Right from the beginning, the focus was on high energy standards, low costs and excellent user comfort. The architect consulted with a structural engineer and a specialist project planner on the technical building services equipment at an early stage in the design process. The principle of “integrated planning” was followed systematically throughout. Thermal simulation calculations were used to underpin planning decisions. The concept of passive cooling with overnight ventilation that was used raised fire-safety issues which lead to the retrofitting of a sprinkler system.
Building concept
The building has two long sides: one facing south onto a street, and the other facing north onto a garden. The top floor is set back a little on the street-facing side, thus fitting in better with the low buildings in the surroundings. The escape stairwell, which is located outside, is used to access the underground car park. The floor plan has rooms on both sides of the corridors. The office rooms face southwest and northeast, and there is a mixed zone in the middle with office equipment and a filing area. The top floor is suitable for multiple functions and is used for meetings and presentations. There are a small kitchen and toilet facilities on each floor in the northwestern corner, with a technical room in the top floor. There is one central, open stairwell in the interior of the building. The office building has a monopitch roof that opens to the south. The basic layout and the skeleton construction allow for a high degree of flexibility in the building: two-person offices, an open-plan office or group offices can be realised at any time.
Energy concept
The building was systematically planned as a passive house, right from the beginning. The passive-house concept aims to reduce transmission and ventilation heat losses in order to achieve lower heating requirements. Transmission heat losses are minimised by the compact building structure (A/V ratio of 0.4 1/m) and heat insulation that is between 24 and 35 cm thick. The windows use thermally insulating triple glazing. The deliberate east-west orientation of the building allows for passive solar energy use in winter. Ventilation heat losses are reduced by the airtight building envelope and mechanical ventilation that uses heat recovery and geothermal energy. The remaining heating energy requirement is supplied on a zonal basis using three backup heat exchangers included in the ventilation system. There are no radiators! The air is drawn through an earth-to-air heat exchanger and is preheated by a further heat exchanger that is alternately fed with supply air and exhaust air in turn. A small solar collector system is used in the provision of hot water. A gas-fired condensing boiler system is used to provide backup heating and the remaining heating requirement in the building. The earth-to-air heat exchanger is mainly used in cooling the building in summer. In the transitional periods, this exchanger can be bypassed in order to avoid unnecessarily heating or cooling the supply air to the building. In the case of summer cooling, a temperature reduction of 8-9 °C is expected; in winter, it is expected that the air will always be heated above the frost line.
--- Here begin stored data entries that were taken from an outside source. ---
//! # Scene Sink
//!
//! Destination for finished chunks. The host decides what a "collection"
//! means (a scene group, a directory of exports, a test vector); the core
//! only names it and assumes no selection or undo state on the other side.

use chunker_grid::CellDescriptor;
use serde::{Deserialize, Serialize};

use crate::mesh::PolyMesh;

/// One finished chunk: the cell it came from and its world-space mesh.
#[derive(Debug, Clone, PartialEq, Serialize, Deserialize)]
pub struct Chunk {
    /// Column index of the originating cell
    pub ix: u32,
    /// Row index of the originating cell
    pub iy: u32,
    /// Generated name, `{object}_Chunk_{ix}_{iy}`
    pub name: String,
    /// Independently owned output mesh
    pub mesh: PolyMesh,
}

impl Chunk {
    pub(crate) fn new(source_name: &str, cell: &CellDescriptor, mesh: PolyMesh) -> Self {
        Self {
            ix: cell.ix,
            iy: cell.iy,
            name: format!("{}_Chunk_{}_{}", source_name, cell.ix, cell.iy),
            mesh,
        }
    }

    /// True when the cell yielded no faces. The sink may skip or keep it.
    pub fn is_empty(&self) -> bool {
        self.mesh.face_count() == 0
    }
}

/// Capability: accept finished chunks, grouped under a named collection.
pub trait SceneSink {
    /// Called once per cell, in run order, including empty chunks.
    fn accept_chunk(&mut self, collection: &str, chunk: Chunk);
}

/// In-memory sink that keeps every chunk in arrival order.
#[derive(Debug, Clone, Default)]
pub struct MemorySink {
    /// Collection name of the first accepted chunk
    pub collection: Option<String>,
    /// Accepted chunks in run order
    pub chunks: Vec<Chunk>,
}

impl MemorySink {
    /// Creates an empty sink.
    pub fn new() -> Self {
        Self::default()
    }

    /// Chunks that actually carry geometry.
    pub fn non_empty(&self) -> impl Iterator<Item = &Chunk> {
        self.chunks.iter().filter(|chunk| !chunk.is_empty())
    }
}

impl SceneSink for MemorySink {
    fn accept_chunk(&mut self, collection: &str, chunk: Chunk) {
        if self.collection.is_none() {
            self.collection = Some(collection.to_string());
        }
        self.chunks.push(chunk);
    }
}

#[cfg(test)]
mod tests {
    use super::*;

    #[test]
    fn test_chunk_naming_and_empty_flag() {
        let cell = CellDescriptor {
            ix: 2,
            iy: 5,
            center_x: 0.0,
            center_y: 0.0,
            half_width: 1.0,
            half_height: 1.0,
            z_center: 0.0,
            half_depth: 1.0,
        };
        let chunk = Chunk::new("Rock", &cell, PolyMesh::new());
        assert_eq!(chunk.name, "Rock_Chunk_2_5");
        assert!(chunk.is_empty());
    }

    #[test]
    fn test_memory_sink_collects_in_order() {
        let mut sink = MemorySink::new();
        let cell = CellDescriptor {
            ix: 0,
            iy: 0,
            center_x: 0.0,
            center_y: 0.0,
            half_width: 1.0,
            half_height: 1.0,
            z_center: 0.0,
            half_depth: 1.0,
        };
        sink.accept_chunk("Rock_Chunks", Chunk::new("Rock", &cell, PolyMesh::new()));
        assert_eq!(sink.collection.as_deref(), Some("Rock_Chunks"));
        assert_eq!(sink.chunks.len(), 1);
        assert_eq!(sink.non_empty().count(), 0);
    }
}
The windows have a strip of skylights which are flush with the ceiling in order to allow natural daylight in. When combined with office depths adapted to suit the light situation and external sun protection with louvres that can be controlled separately in the skylight area, the offices can be used during the day with minimal need for additional artificial light. As well as providing for a pleasant working environment, this also minimises the amount of time that lights are switched on. The effective lighting system and daylight-based lighting control both contribute to lower electricity consumption for lighting.
The building is equipped with a small thermal solar system for hot water provision, and a photovoltaic system. The grid-connected solar power system on the roof and parapet provides around 6-7 MWh of electricity. This corresponds to around one third of the electricity consumption for artificial light and the ventilation system.
Performance
With a justifiable level of investment in construction and building services, the building has an annual heating requirement of around 12 kWh per m² of net floor area.
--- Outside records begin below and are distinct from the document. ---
//! # Mesh Data Structure
//!
//! Polygonal mesh representation with vertices, arbitrary-arity faces and
//! optional normals.

use config::constants::GEOM_EPSILON;
use glam::{DMat4, DVec3};
use serde::{Deserialize, Serialize};

/// A polygonal mesh with vertices and ordered face index lists.
///
/// All geometry uses f64. Faces keep their original vertex winding and may
/// have any arity >= 3; nothing here forces triangulation, so quads from a
/// cuboid or an imported mesh survive chunking intact.
///
/// # Example
///
/// ```rust
/// use chunker_mesh::PolyMesh;
/// use glam::DVec3;
///
/// let mut mesh = PolyMesh::new();
/// mesh.add_vertex(DVec3::new(0.0, 0.0, 0.0));
/// mesh.add_vertex(DVec3::new(1.0, 0.0, 0.0));
/// mesh.add_vertex(DVec3::new(0.0, 1.0, 0.0));
/// mesh.add_face(vec![0, 1, 2]);
/// assert_eq!(mesh.face_count(), 1);
/// ```
#[derive(Debug, Clone, Default, PartialEq, Serialize, Deserialize)]
pub struct PolyMesh {
    /// Vertex positions (f64 for precision)
    vertices: Vec<DVec3>,
    /// Faces as ordered vertex-index lists, arity >= 3
    faces: Vec<Vec<u32>>,
    /// Optional vertex normals
    normals: Option<Vec<DVec3>>,
}

impl PolyMesh {
    /// Creates an empty mesh.
    pub fn new() -> Self {
        Self::default()
    }

    /// Creates a mesh with pre-allocated capacity.
    pub fn with_capacity(vertex_count: usize, face_count: usize) -> Self {
        Self {
            vertices: Vec::with_capacity(vertex_count),
            faces: Vec::with_capacity(face_count),
            normals: None,
        }
    }

    /// Returns the number of vertices.
    #[inline]
    pub fn vertex_count(&self) -> usize {
        self.vertices.len()
    }

    /// Returns the number of faces.
    #[inline]
    pub fn face_count(&self) -> usize {
        self.faces.len()
    }

    /// Returns true if the mesh has no vertices.
    #[inline]
    pub fn is_empty(&self) -> bool {
        self.vertices.is_empty()
    }

    /// Adds a vertex and returns its index.
    pub fn add_vertex(&mut self, position: DVec3) -> u32 {
        let index = self.vertices.len() as u32;
        self.vertices.push(position);
        index
    }

    /// Adds a face from an ordered vertex-index list.
    pub fn add_face(&mut self, indices: Vec<u32>) {
        debug_assert!(indices.len() >= 3, "face arity must be >= 3");
        self.faces.push(indices);
    }

    /// Returns a reference to the vertices.
    #[inline]
    pub fn vertices(&self) -> &[DVec3] {
        &self.vertices
    }

    /// Returns a reference to the faces.
    #[inline]
    pub fn faces(&self) -> &[Vec<u32>] {
        &self.faces
    }

    /// Returns the vertex at the given index.
    #[inline]
    pub fn vertex(&self, index: u32) -> DVec3 {
        self.vertices[index as usize]
    }

    /// Returns the face at the given index.
    #[inline]
    pub fn face(&self, index: usize) -> &[u32] {
        &self.faces[index]
    }

    /// Returns the vertex normals.
    pub fn normals(&self) -> Option<&[DVec3]> {
        self.normals.as_deref()
    }

    /// Area-weighted face normal, unnormalized (Newell sum over edges).
    fn face_normal(&self, face: &[u32]) -> DVec3 {
        let mut normal = DVec3::ZERO;
        for i in 0..face.len() {
            let a = self.vertices[face[i] as usize];
            let b = self.vertices[face[(i + 1) % face.len()] as usize];
            normal += a.cross(b);
        }
        normal
    }

    /// Computes and sets smooth vertex normals from face normals.
    pub fn compute_normals(&mut self) {
        let mut normals = vec![DVec3::ZERO; self.vertices.len()];

        for face in &self.faces {
            let face_normal = self.face_normal(face);
            for &index in face {
                normals[index as usize] += face_normal;
            }
        }

        // Normalize
        for normal in &mut normals {
            let len = normal.length();
            if len > 0.0 {
                *normal /= len;
            }
        }

        self.normals = Some(normals);
    }

    /// Computes the axis-aligned bounding box.
    ///
    /// Returns (min, max) corners of the bounding box.
    pub fn bounding_box(&self) -> (DVec3, DVec3) {
        if self.vertices.is_empty() {
            return (DVec3::ZERO, DVec3::ZERO);
        }

        let mut min = self.vertices[0];
        let mut max = self.vertices[0];

        for v in &self.vertices[1..] {
            min = min.min(*v);
            max = max.max(*v);
        }

        (min, max)
    }

    /// Transforms all vertices by a 4x4 matrix.
    pub fn transform(&mut self, matrix: &DMat4) {
        for v in &mut self.vertices {
            *v = matrix.transform_point3(*v);
        }

        // Transform normals if present (use inverse transpose for normals)
        if let Some(normals) = &mut self.normals {
            let normal_matrix = matrix.inverse().transpose();
            for n in normals {
                *n = normal_matrix.transform_vector3(*n).normalize();
            }
        }
    }

    /// Validates the mesh for correctness.
    ///
    /// Checks:
    /// - All face indices are valid
    /// - No face has arity < 3 or repeated indices
    /// - No degenerate faces (zero area)
    ///
    /// Returns true if valid.
    pub fn validate(&self) -> bool {
        let vertex_count = self.vertices.len() as u32;

        for face in &self.faces {
            if face.len() < 3 {
                return false;
            }
            for (i, &index) in face.iter().enumerate() {
                if index >= vertex_count {
                    return false;
                }
                if face[..i].contains(&index) {
                    return false;
                }
            }
            if self.face_normal(face).length() < GEOM_EPSILON {
                return false;
            }
        }

        true
    }

    /// Creates an axis-aligned cuboid with quad faces wound outward.
    ///
    /// # Arguments
    ///
    /// * `center` - Cuboid center
    /// * `half_extents` - Half-size along each axis
    pub fn cuboid(center: DVec3, half_extents: DVec3) -> Self {
        let min = center - half_extents;
        let max = center + half_extents;

        let mut mesh = Self::with_capacity(8, 6);

        // Bottom face corners (z = min.z), then top face (z = max.z)
        let v0 = mesh.add_vertex(DVec3::new(min.x, min.y, min.z));
        let v1 = mesh.add_vertex(DVec3::new(max.x, min.y, min.z));
        let v2 = mesh.add_vertex(DVec3::new(max.x, max.y, min.z));
        let v3 = mesh.add_vertex(DVec3::new(min.x, max.y, min.z));
        let v4 = mesh.add_vertex(DVec3::new(min.x, min.y, max.z));
        let v5 = mesh.add_vertex(DVec3::new(max.x, min.y, max.z));
        let v6 = mesh.add_vertex(DVec3::new(max.x, max.y, max.z));
        let v7 = mesh.add_vertex(DVec3::new(min.x, max.y, max.z));

        mesh.add_face(vec![v0, v3, v2, v1]); // bottom (z = min.z)
        mesh.add_face(vec![v4, v5, v6, v7]); // top (z = max.z)
        mesh.add_face(vec![v0, v1, v5, v4]); // front (y = min.y)
        mesh.add_face(vec![v2, v3, v7, v6]); // back (y = max.y)
        mesh.add_face(vec![v3, v0, v4, v7]); // left (x = min.x)
        mesh.add_face(vec![v1, v2, v6, v5]); // right (x = max.x)

        mesh
    }
}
Over a longer period (here: the summer period from June until August), the heat gains and heat losses even themselves out. Heat storage in the components of the southwest offices accounts for 15% of this heat transfer, while the northeast offices are responsible for 10%.
The passive overnight ventilation approach to cooling the building is sufficient in “normal” summer weather conditions and leads to pleasant room temperatures with acceptable temperature peaks; the rooms in the upper and top floors are more problematic here than the ground floor is. However, designing the cooling capacity to deal with extreme weather conditions would lead to major overcapacity, which would not be viable (for the client) from a financial point of view.
Optimisation measures and possibilities
The energy consumption for 2003 was considerably less than in previous years, as the boiler for heating the building was now operated based on demand rather than on time, as before. Previously, the boiler was kept at a given target supply temperature (manual setting) for the whole of the heating period. Up until 2003, the exhaust fan of the ventilation system was also used in combination with overnight ventilation to cool the building during hot periods in summer. Overnight ventilation is now only based on thermal buoyancy and wind forces.
The measured data was useful in setting the control system. For example, it was detected that heating and overnight ventilation were actually working against one another. When the temperature in the offices in the morning was temporarily beneath the target temperature because of the effective overnight ventilation during hot periods, the heating was then switched on and supplied ‘unwelcome’ heat to the rooms. Once this was detected, it was easy to rectify.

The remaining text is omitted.